The Jansen announcement “is probably a net negative in the short-term given our, and the market’s view, of the project’s net present value,” Liberum Capital Ltd. said today in a note to clients. “The company is clearly showing its commitment to Jansen, flagging it will spend a further $800-million” a year out to 2017, Liberum said.
BHP made a $40-billion hostile bid for Potash Corporation of Saskatchewan in 2010 as it sought to add production of the crop nutrient. The bid was blocked by the Canadian government. Saskatchewan is the world’s biggest potash-producing region.
The company may see the move by Uralkali as accelerating a switch to more market-oriented pricing for potash, a process it has encouraged in other commodities such as iron ore, and a development that may bolster its faith in Jansen’s economics.
“Investment at Jansen is creating a valuable asset and we will continue to pursue a development path that maximises returns for shareholders,” Mackenzie said in a statement.
The development decision on Jansen, which has a 5.3 billion metric ton measured resource, was delayed in August by former CEO Marius Kloppers as part of a plan to shelve all major project approvals for the 2013 fiscal year. BHP said in 2011 it had committed to spending $1.2-billion on the project and almost $2-billion in Saskatchewan as part of its “commitment to develop a world-class potash business in the province”.

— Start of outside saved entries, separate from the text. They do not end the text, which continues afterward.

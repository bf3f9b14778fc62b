use std::collections::HashMap;
use std::sync::{Arc, Mutex, Weak};

use tokio::sync::OwnedMutexGuard;

/// Per-key async mutexes. Entries are held weakly, so a key's lock is
/// dropped from the map once nobody is waiting on it.
#[derive(Default)]
pub struct KeyLocks {
    locks: Mutex<HashMap<String, Weak<tokio::sync::Mutex<()>>>>,
}

impl KeyLocks {
    pub fn new() -> Self {
        Self::default()
    }

    /// Wait for exclusive access to `key`. Released when the guard drops.
    pub async fn acquire(&self, key: &str) -> OwnedMutexGuard<()> {
        let lock = {
            // The map only holds weak refs, so a poisoned guard is still usable.
            let mut locks = self.locks.lock().unwrap_or_else(|e| e.into_inner());
            locks.retain(|_, weak| weak.strong_count() > 0);
            match locks.get(key).and_then(Weak::upgrade) {
                Some(lock) => lock,
                None => {
                    let lock = Arc::new(tokio::sync::Mutex::new(()));
                    locks.insert(key.to_string(), Arc::downgrade(&lock));
                    lock
                }
            }
        };
        lock.lock_owned().await
    }

    /// Number of keys currently tracked.
    pub fn len(&self) -> usize {
        self.locks
            .lock()
            .unwrap_or_else(|e| e.into_inner())
            .values()
            .filter(|weak| weak.strong_count() > 0)
            .count()
    }

    pub fn is_empty(&self) -> bool {
        self.len() == 0
    }
}
impl UpdateBuilder {
    fn new(table: &'static str, id: &str) -> Self {
        Self {
            table,
            id: id.to_string(),
            fields: Vec::new(),
            track_updated_at: false,
        }
    }

    fn with_updated_at(mut self) -> Self {
        self.track_updated_at = true;
        self
    }

    fn set(mut self, column: &'static str, value: impl Into<Value>) -> Self {
        self.fields.push((column, value.into()));
        self
    }

    /// Set a column to an explicit value (including NULL).
    fn set_nullable<V: Into<Value>>(mut self, column: &'static str, value: Option<V>) -> Self {
        match value {
            Some(v) => self.fields.push((column, v.into())),
            None => self.fields.push((column, Value::Null)),
        }
        self
    }

    fn set_json(self, column: &'static str, value: &JsonMap) -> StoreResult<Self> {
        Ok(self.set(column, serde_json::to_string(value)?))
    }

    /// Returns false when no row matched.
    fn execute(mut self, conn: &Connection) -> StoreResult<bool> {
        if self.fields.is_empty() {
            return Ok(false);
        }
        if self.track_updated_at {
            self.fields.push(("updated_at", now().into()));
        }
        let sets: Vec<String> = self
            .fields
            .iter()
            .map(|(col, _)| format!("{} = ?", col))
            .collect();
        let mut values: Vec<Value> = self.fields.into_iter().map(|(_, v)| v).collect();
        values.push(self.id.into());
        let sql = format!("UPDATE {} SET {} WHERE id = ?", self.table, sets.join(", "));
        let affected = conn.execute(&sql, rusqlite::params_from_iter(values))?;
        Ok(affected > 0)
    }
}

// ============ Applications ============

pub fn create_application(conn: &Connection, app: &Application) -> StoreResult<()> {
    conn.execute(
        "INSERT INTO applications (id, name, description, version, api_key, api_secret_hash, created_at, updated_at)
         VALUES (?1, ?2, ?3, ?4, ?5, ?6, ?7, ?8)",
        params![
            &app.id,
            &app.name,
            &app.description,
            &app.version,
            &app.api_key,
            &app.api_secret_hash,
            app.created_at,
            app.updated_at
        ],
    )?;
    Ok(())
}

pub fn get_application_by_id(conn: &Connection, id: &str) -> StoreResult<Option<Application>> {
    query_one(
        conn,
        &format!("SELECT {} FROM applications WHERE id = ?1", APPLICATION_COLS),
        &[&id],
    )
}

pub fn get_application_by_api_key(
    conn: &Connection,
    api_key: &str,
) -> StoreResult<Option<Application>> {
    query_one(
        conn,
        &format!("SELECT {} FROM applications WHERE api_key = ?1", APPLICATION_COLS),
        &[&api_key],
    )
}

pub fn list_applications(conn: &Connection) -> StoreResult<Vec<Application>> {
    query_all(
        conn,
        &format!(
            "SELECT {} FROM applications ORDER BY created_at DESC, id",
            APPLICATION_COLS
        ),
        &[],
    )
}

/// Credentials are never touched here.
pub fn update_application(conn: &Connection, app: &Application) -> StoreResult<bool> {
    UpdateBuilder::new("applications", &app.id)
        .with_updated_at()
        .set("name", app.name.clone())
        .set("description", app.description.clone())
        .set("version", app.version.clone())
        .execute(conn)
}

/// Delete an application and everything it owns in one transaction.
pub fn delete_application(conn: &mut Connection, id: &str) -> StoreResult<bool> {
    let tx = conn.transaction()?;
    tx.execute(
        "DELETE FROM license_activities WHERE license_id IN (SELECT id FROM licenses WHERE application_id = ?1)",
        params![id],
    )?;
    tx.execute("DELETE FROM licenses WHERE application_id = ?1", params![id])?;
    tx.execute("DELETE FROM clients WHERE application_id = ?1", params![id])?;
    tx.execute("DELETE FROM license_types WHERE application_id = ?1", params![id])?;
    let deleted = tx.execute("DELETE FROM applications WHERE id = ?1", params![id])?;
    tx.commit()?;
    Ok(deleted > 0)
}

pub fn count_applications(conn: &Connection) -> StoreResult<i64> {
    let count = conn.query_row("SELECT COUNT(*) FROM applications", [], |row| row.get(0))?;
    Ok(count)
}

// ============ License Types ============

pub fn create_license_type(conn: &Connection, lt: &LicenseType) -> StoreResult<()> {
    conn.execute(
        "INSERT INTO license_types (id, application_id, name, description, duration_days, price, is_active, features, created_at, updated_at)
         VALUES (?1, ?2, ?3, ?4, ?5, ?6, ?7, ?8, ?9, ?10)",
        params![
            &lt.id,
            &lt.application_id,
            &lt.name,
            &lt.description,
            lt.duration_days,
            lt.price,
            lt.is_active,
            serde_json::to_string(&lt.features)?,
            lt.created_at,
            lt.updated_at
        ],
    )?;
    Ok(())
}

pub fn get_license_type_by_id(conn: &Connection, id: &str) -> StoreResult<Option<LicenseType>> {
    query_one(
        conn,
        &format!("SELECT {} FROM license_types WHERE id = ?1", LICENSE_TYPE_COLS),
        &[&id],
    )
}

pub fn list_license_types(conn: &Connection, application_id: &str) -> StoreResult<Vec<LicenseType>> {
    query_all(
        conn,
        &format!(
            "SELECT {} FROM license_types WHERE application_id = ?1 ORDER BY created_at DESC, id",
            LICENSE_TYPE_COLS
        ),
        &[&application_id],
    )
}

“You don’t have to take a project all the way to production to realise value, that is indeed my intention though with potash,” Mackenzie today told reporters.
Potash producers have plunged since July 30 as investors dumped the shares on concern that profits will crumble because of lower prices and surplus supply. Belaruskali, the state fertiliser producer abandoned by Russian partner Uralkali said yesterday it won’t follow the new low-price approach of its former ally or consider a reconciliation unless the policy changes.
The market upheaval means about 6 million tons of production capacity that’s unprofitable or barely profitable will have to be cut in the next two years, Goldman Sachs Group Inc. analysts said in an August 1 note. That’s equal to about 12 percent of last year’s global output. Goldman cut its 2014 potash price forecast by 42 percent to $281 a ton.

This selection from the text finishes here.